Lines in the listing below that include the word "load" need to be copied.

'''

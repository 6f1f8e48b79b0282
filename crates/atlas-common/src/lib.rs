//! Common types shared across all atlas-print services.

pub mod error;
pub mod schema;

pub use error::{AtlasError, AtlasResult};
pub use schema::{Field, FieldType, LayerSchema};
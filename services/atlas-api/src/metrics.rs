//! Application metrics collection and reporting.

use std::sync::atomic::{AtomicU64, Ordering};
use std::sync::RwLock;
use std::time::Instant;

use metrics::{counter, histogram};

/// Metrics collector for the atlas API.
///
/// Counters are recorded twice: as atomics rendered by the `/metrics`
/// handler, and through the `metrics` facade for the Prometheus recorder.
#[derive(Debug)]
pub struct MetricsCollector {
    pub requests: AtomicU64,
    pub capabilities_requests: AtomicU64,
    pub print_requests: AtomicU64,
    pub print_errors: AtomicU64,

    export_times: RwLock<TimingStats>,
}

impl MetricsCollector {
    pub fn new() -> Self {
        Self {
            requests: AtomicU64::new(0),
            capabilities_requests: AtomicU64::new(0),
            print_requests: AtomicU64::new(0),
            print_errors: AtomicU64::new(0),
            export_times: RwLock::new(TimingStats::default()),
        }
    }

    /// Record a request hitting the OWS endpoint.
    pub fn record_request(&self) {
        self.requests.fetch_add(1, Ordering::Relaxed);
        counter!("atlas_requests_total").increment(1);
    }

    /// Record a GetCapabilities request.
    pub fn record_capabilities_request(&self) {
        self.capabilities_requests.fetch_add(1, Ordering::Relaxed);
        counter!("atlas_capabilities_requests_total").increment(1);
    }

    /// Record a GetPrint request.
    pub fn record_print_request(&self) {
        self.print_requests.fetch_add(1, Ordering::Relaxed);
        counter!("atlas_prints_total").increment(1);
    }

    /// Record a GetPrint request answered with an internal error.
    pub fn record_print_error(&self) {
        self.print_errors.fetch_add(1, Ordering::Relaxed);
        counter!("atlas_print_errors_total").increment(1);
    }

    /// Record the wall time of an engine export.
    pub fn record_export_duration(&self, duration_us: u64) {
        if let Ok(mut stats) = self.export_times.write() {
            stats.record(duration_us);
        }
        histogram!("atlas_export_duration_seconds").record(duration_us as f64 / 1_000_000.0);
    }

    /// Snapshot of export timing for the `/metrics` text rendering.
    pub fn export_timing(&self) -> TimingSnapshot {
        self.export_times
            .read()
            .map(|stats| stats.snapshot())
            .unwrap_or_default()
    }
}

impl Default for MetricsCollector {
    fn default() -> Self {
        Self::new()
    }
}

// ============================================================================
// Timing helpers
// ============================================================================

#[derive(Debug, Default)]
struct TimingStats {
    count: u64,
    total_us: u64,
    min_us: u64,
    max_us: u64,
    last_us: u64,
}

impl TimingStats {
    fn record(&mut self, duration_us: u64) {
        self.count += 1;
        self.total_us += duration_us;
        self.last_us = duration_us;
        if self.min_us == 0 || duration_us < self.min_us {
            self.min_us = duration_us;
        }
        if duration_us > self.max_us {
            self.max_us = duration_us;
        }
    }

    fn snapshot(&self) -> TimingSnapshot {
        TimingSnapshot {
            count: self.count,
            avg_ms: if self.count == 0 {
                0.0
            } else {
                (self.total_us as f64 / self.count as f64) / 1000.0
            },
            min_ms: self.min_us as f64 / 1000.0,
            max_ms: self.max_us as f64 / 1000.0,
            last_ms: self.last_us as f64 / 1000.0,
        }
    }
}

/// Copyable view of timing stats.
#[derive(Debug, Clone, Copy, Default)]
pub struct TimingSnapshot {
    pub count: u64,
    pub avg_ms: f64,
    pub min_ms: f64,
    pub max_ms: f64,
    pub last_ms: f64,
}

/// Simple wall clock timer.
pub struct Timer {
    start: Instant,
}

impl Timer {
    pub fn start() -> Self {
        Self {
            start: Instant::now(),
        }
    }

    pub fn elapsed_us(&self) -> u64 {
        self.start.elapsed().as_micros() as u64
    }

    pub fn elapsed_ms(&self) -> f64 {
        self.start.elapsed().as_micros() as f64 / 1000.0
    }
}

#[cfg(test)]
mod tests {
    use super::*;

    #[test]
    fn test_timing_stats_min_max() {
        let mut stats = TimingStats::default();
        stats.record(2000);
        stats.record(500);
        stats.record(4000);

        let snapshot = stats.snapshot();
        assert_eq!(snapshot.count, 3);
        assert_eq!(snapshot.min_ms, 0.5);
        assert_eq!(snapshot.max_ms, 4.0);
        assert_eq!(snapshot.last_ms, 4.0);
    }

    #[test]
    fn test_empty_timing_snapshot() {
        let collector = MetricsCollector::new();
        let snapshot = collector.export_timing();
        assert_eq!(snapshot.count, 0);
        assert_eq!(snapshot.avg_ms, 0.0);
    }

    #[test]
    fn test_counters_increment() {
        let collector = MetricsCollector::new();
        collector.record_request();
        collector.record_request();
        collector.record_print_request();

        assert_eq!(collector.requests.load(Ordering::Relaxed), 2);
        assert_eq!(collector.print_requests.load(Ordering::Relaxed), 1);
        assert_eq!(collector.print_errors.load(Ordering::Relaxed), 0);
    }
}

'''

RESPONSE AREA:
        assert_eq!(collector.requests.load(Ordering::Relaxed), 2);
        assert_eq!(collector.print_requests.load(Ordering::Relaxed), 1);
        assert_eq!(collector.print_errors.load(Ordering::Relaxed), 0);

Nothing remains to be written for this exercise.